● ASSIGNMENT: When the line with "let copied = tokio::fs::copy(&source, local_path)" appears below, start repeating lines exactly, and keep going through the line with "pub struct HealthResponse"; add nothing outside that span.

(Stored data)
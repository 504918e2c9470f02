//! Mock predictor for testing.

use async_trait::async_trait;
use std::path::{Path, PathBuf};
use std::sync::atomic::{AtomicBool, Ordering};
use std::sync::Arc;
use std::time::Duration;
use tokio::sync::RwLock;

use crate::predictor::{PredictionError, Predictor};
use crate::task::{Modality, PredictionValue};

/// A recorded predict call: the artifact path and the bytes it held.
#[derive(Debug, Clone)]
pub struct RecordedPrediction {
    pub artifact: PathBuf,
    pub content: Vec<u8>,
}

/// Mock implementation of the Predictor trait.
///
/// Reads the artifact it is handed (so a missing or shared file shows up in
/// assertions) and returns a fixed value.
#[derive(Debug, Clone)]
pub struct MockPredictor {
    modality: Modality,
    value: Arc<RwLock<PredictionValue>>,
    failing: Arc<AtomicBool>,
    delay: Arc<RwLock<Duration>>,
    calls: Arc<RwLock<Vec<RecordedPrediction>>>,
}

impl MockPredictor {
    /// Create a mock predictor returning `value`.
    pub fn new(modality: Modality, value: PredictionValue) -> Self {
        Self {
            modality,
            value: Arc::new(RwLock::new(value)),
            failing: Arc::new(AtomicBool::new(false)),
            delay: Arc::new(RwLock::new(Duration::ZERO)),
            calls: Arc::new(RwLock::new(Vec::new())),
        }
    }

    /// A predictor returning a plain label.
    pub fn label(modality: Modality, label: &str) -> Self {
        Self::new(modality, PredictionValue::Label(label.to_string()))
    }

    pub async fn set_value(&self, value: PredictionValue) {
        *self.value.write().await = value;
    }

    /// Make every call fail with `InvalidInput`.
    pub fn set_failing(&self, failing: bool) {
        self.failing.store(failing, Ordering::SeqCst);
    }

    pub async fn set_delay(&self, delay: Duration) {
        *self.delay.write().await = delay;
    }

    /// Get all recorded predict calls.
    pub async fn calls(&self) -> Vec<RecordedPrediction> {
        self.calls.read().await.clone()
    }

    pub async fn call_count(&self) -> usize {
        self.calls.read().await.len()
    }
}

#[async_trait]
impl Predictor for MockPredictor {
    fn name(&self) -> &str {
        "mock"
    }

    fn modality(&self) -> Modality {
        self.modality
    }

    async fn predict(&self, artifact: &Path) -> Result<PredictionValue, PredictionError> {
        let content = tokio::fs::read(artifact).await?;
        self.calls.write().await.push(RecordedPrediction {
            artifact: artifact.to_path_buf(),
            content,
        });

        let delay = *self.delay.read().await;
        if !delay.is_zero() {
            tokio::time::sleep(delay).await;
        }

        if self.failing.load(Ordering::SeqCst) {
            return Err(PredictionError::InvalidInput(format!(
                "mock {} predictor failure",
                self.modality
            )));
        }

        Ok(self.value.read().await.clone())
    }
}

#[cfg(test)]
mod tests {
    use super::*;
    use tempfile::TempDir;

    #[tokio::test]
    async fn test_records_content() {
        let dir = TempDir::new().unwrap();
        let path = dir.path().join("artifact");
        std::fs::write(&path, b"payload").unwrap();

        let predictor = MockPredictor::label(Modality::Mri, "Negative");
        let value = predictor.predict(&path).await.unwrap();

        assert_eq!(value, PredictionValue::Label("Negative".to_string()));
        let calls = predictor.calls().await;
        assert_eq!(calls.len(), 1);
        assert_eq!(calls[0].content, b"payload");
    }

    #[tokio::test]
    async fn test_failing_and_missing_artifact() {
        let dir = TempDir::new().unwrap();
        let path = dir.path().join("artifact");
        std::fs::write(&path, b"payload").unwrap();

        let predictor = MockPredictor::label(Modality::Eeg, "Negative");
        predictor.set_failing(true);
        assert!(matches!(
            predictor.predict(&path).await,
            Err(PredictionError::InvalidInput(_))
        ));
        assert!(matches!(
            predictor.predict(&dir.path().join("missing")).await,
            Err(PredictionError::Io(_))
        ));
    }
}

==

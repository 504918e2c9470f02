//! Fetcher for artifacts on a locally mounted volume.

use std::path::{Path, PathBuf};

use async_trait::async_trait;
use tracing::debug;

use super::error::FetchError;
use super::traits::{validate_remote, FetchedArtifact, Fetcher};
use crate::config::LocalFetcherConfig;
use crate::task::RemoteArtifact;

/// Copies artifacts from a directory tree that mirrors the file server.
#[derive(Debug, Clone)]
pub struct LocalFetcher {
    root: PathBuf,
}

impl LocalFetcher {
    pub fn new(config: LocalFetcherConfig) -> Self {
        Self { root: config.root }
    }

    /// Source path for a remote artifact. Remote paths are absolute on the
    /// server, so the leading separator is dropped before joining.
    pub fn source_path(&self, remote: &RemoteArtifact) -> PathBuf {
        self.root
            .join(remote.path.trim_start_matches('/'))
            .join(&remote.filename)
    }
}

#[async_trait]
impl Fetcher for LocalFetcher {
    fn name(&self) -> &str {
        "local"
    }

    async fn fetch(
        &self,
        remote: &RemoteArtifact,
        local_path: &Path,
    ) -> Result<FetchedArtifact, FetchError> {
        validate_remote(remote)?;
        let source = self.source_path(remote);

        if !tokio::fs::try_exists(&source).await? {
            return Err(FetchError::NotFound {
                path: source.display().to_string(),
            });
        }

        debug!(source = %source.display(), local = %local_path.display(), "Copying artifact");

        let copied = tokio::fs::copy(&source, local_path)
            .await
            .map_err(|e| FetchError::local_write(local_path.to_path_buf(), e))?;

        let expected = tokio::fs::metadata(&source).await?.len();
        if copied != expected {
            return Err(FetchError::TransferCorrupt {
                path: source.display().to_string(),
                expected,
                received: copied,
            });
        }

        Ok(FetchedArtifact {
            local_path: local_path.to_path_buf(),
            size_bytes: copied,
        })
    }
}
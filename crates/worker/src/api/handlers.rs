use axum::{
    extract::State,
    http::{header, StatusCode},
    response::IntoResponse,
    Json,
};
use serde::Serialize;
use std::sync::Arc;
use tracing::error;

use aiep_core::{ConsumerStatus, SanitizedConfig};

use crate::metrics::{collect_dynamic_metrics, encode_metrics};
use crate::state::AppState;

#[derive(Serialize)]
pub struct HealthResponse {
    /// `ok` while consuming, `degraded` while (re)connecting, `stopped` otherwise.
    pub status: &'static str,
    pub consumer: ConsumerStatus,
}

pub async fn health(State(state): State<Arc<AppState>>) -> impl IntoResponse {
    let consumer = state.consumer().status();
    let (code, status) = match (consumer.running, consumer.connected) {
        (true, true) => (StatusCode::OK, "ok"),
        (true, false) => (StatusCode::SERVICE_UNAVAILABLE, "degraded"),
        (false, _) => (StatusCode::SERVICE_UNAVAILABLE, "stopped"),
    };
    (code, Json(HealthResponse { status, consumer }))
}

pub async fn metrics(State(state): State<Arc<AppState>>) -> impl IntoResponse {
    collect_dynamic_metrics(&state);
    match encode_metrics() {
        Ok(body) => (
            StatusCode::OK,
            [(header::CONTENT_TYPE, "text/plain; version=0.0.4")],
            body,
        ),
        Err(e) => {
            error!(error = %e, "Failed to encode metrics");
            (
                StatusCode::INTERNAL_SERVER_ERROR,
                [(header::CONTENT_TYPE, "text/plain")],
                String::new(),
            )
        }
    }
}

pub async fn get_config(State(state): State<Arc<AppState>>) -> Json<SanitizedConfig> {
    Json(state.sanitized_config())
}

● REPLY TO THE TASK:
        let copied = tokio::fs::copy(&source, local_path)
            .await
            .map_err(|e| FetchError::local_write(local_path.to_path_buf(), e))?;

        let expected = tokio::fs::metadata(&source).await?.len();
        if copied != expected {
            return Err(FetchError::TransferCorrupt {
                path: source.display().to_string(),
                expected,
                received: copied,
            });
        }

        Ok(FetchedArtifact {
            local_path: local_path.to_path_buf(),
            size_bytes: copied,
        })
    }
}
filename crates/worker/src/api/handlers.rs
use axum::{
    extract::State,
    http::{header, StatusCode},
    response::IntoResponse,
    Json,
};
use serde::Serialize;
use std::sync::Arc;
use tracing::error;

use aiep_core::{ConsumerStatus, SanitizedConfig};

use crate::metrics::{collect_dynamic_metrics, encode_metrics};
use crate::state::AppState;

#[derive(Serialize)]
pub struct HealthResponse {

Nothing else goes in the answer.